Late last week, I had the opportunity to sit in on the Thinq Studio’s one day unconference. I’ve been watching their work from afar, and following along as some smart folks do wide things. But I was looking forward to spending some time with local colleagues and teachers to explore issues around teaching differently.
The focus of the event was on higher education, though I wasn’t the only “other” in the room – not a professor, not a full-time researcher, etc. There were some classroom teachers, a librarian or two, and some other others. I was looking forward to listening.
Sean opened the day with a challenge, a provocation of a sort, to help us remember to be imaginative and awake in how we approach the systems we work in and help to shape. And he reminded us that the work of critical pedagogy is, in his words, something that can make us quite nervous:
And so perhaps there’s a measure for whether a project is truly critically digitally pedagogical in its intention, execution, and practice: that if we’re not just a little bit scared, if we’re not just a little bit nervous, a little bit pukey, then it’s likely we’re not pushing far enough.
He also reminded us that one of the hardest parts of transformative work, of liberation in teaching or in ed tech, is that it’s not something you can impose on others. It’s far gentler than that, because to force is not to fix, but to impose anew:
Critical pedagogy, and its digital counterpart, are practices obsessed first and foremost with liberation, with freedom, and with agency. And to that end, the very best thing we can do is to support those whose interest draws them to this work, and thus spread the work where it will grow most rapidly. The caution here is that when we become insistent that our colleagues follow along our desire lines—and not their own—we run the risk of oppressing them.

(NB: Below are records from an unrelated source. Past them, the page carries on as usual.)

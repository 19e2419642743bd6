//! Fuzz target for authenticated decryption.
//!
//! Splits the input into IV, tag and ciphertext and opens it under a random
//! key. Forged input must be rejected without panicking.

#![no_main]

use libfuzzer_sys::fuzz_target;
use twinguard_crypto::{open, Iv, Sealed, SymmetricKey, Tag, IV_SIZE, TAG_SIZE};

fuzz_target!(|data: &[u8]| {
    if data.len() < IV_SIZE + TAG_SIZE {
        return;
    }
    let (iv, rest) = data.split_at(IV_SIZE);
    let (tag, ciphertext) = rest.split_at(TAG_SIZE);

    let (Ok(iv), Ok(tag)) = (Iv::from_bytes(iv), Tag::from_bytes(tag)) else {
        return;
    };
    let sealed = Sealed {
        iv,
        ciphertext: ciphertext.to_vec(),
        tag,
    };

    let key = SymmetricKey::generate();
    assert!(open(&key, &sealed, b"").is_err());
});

We can be the judge of our own work, but we cannot hold sway over the work of others. We cannot deny them access, we cannot make them dependent on our blessing.
You should watch his talk or read the transcript. It was a call to the power of imagination, and of remembering not to forget, and to stay awake even as we find ourselves in places and situations that may well be designed to help us to be asleep, places we may well have designed ourselves.
I really needed to hear it.
The unconference-y portions of the day involved sessions on a variety of topics. I found myself in a conversation around student agency, one piece of which was a reminder that agency isn’t something we give to students. They have it already. And not recognizing that in our words and actions is a problem because it perpetuates one.
As I’ve written before:
Agency isn’t something you can give to someone else. It isn’t something you can demand, require or mandate. It’s something, like a flower or a good relationship, that you can work to create the essential conditions for, and if you’re lucky, you might can watch blossom.
You can invite folks to engage. You can ask them to try. But you can’t force something to grow. You can’t mandate love. You can only work to create the essential conditions under which it could grow.
If anyone ever says they can “give” you or yours agency, then they’re mistaken.
But helping to build spaces where people can flourish is quite a delightful way to get to contribute to the rich tapestry of human experience. And such a great use of one’s potential.
The afternoon found me in a session on OER with several friends and colleagues1 and new voices, and Remi masterfully allowed us to meander across several layers of conversation and different background and expertise. For some, OER is the next free textbook. For me, it’s a way of thinking, working and sharing that I’ve been struggling to do well in contexts where I find myself, for a variety of reasons, being comfortable in the discomfort of working openly in incomplete and unfinished ways2 .
The day ended with a pep talk by Jesse Stommel as he took us into some recent experiences and helped us reconsider where empathy can live in our teaching.
— Bud Hunt (@budtheteacher) May 11, 2018
Again, it was a talk I really, really needed to hear. As I design experiences for teachers and others, I, too, must consider the role of empathy in my work and how I can bake it into the experiences I’m creating.
All in all, a fine visit to a thoughtful group of higher educators. I am grateful that my work and experiences bring me into places such at the Thinq Studio, and that places like that exist to help us grow. And that, from time to time, wayward folks like me can wander in and get a pep talk or two.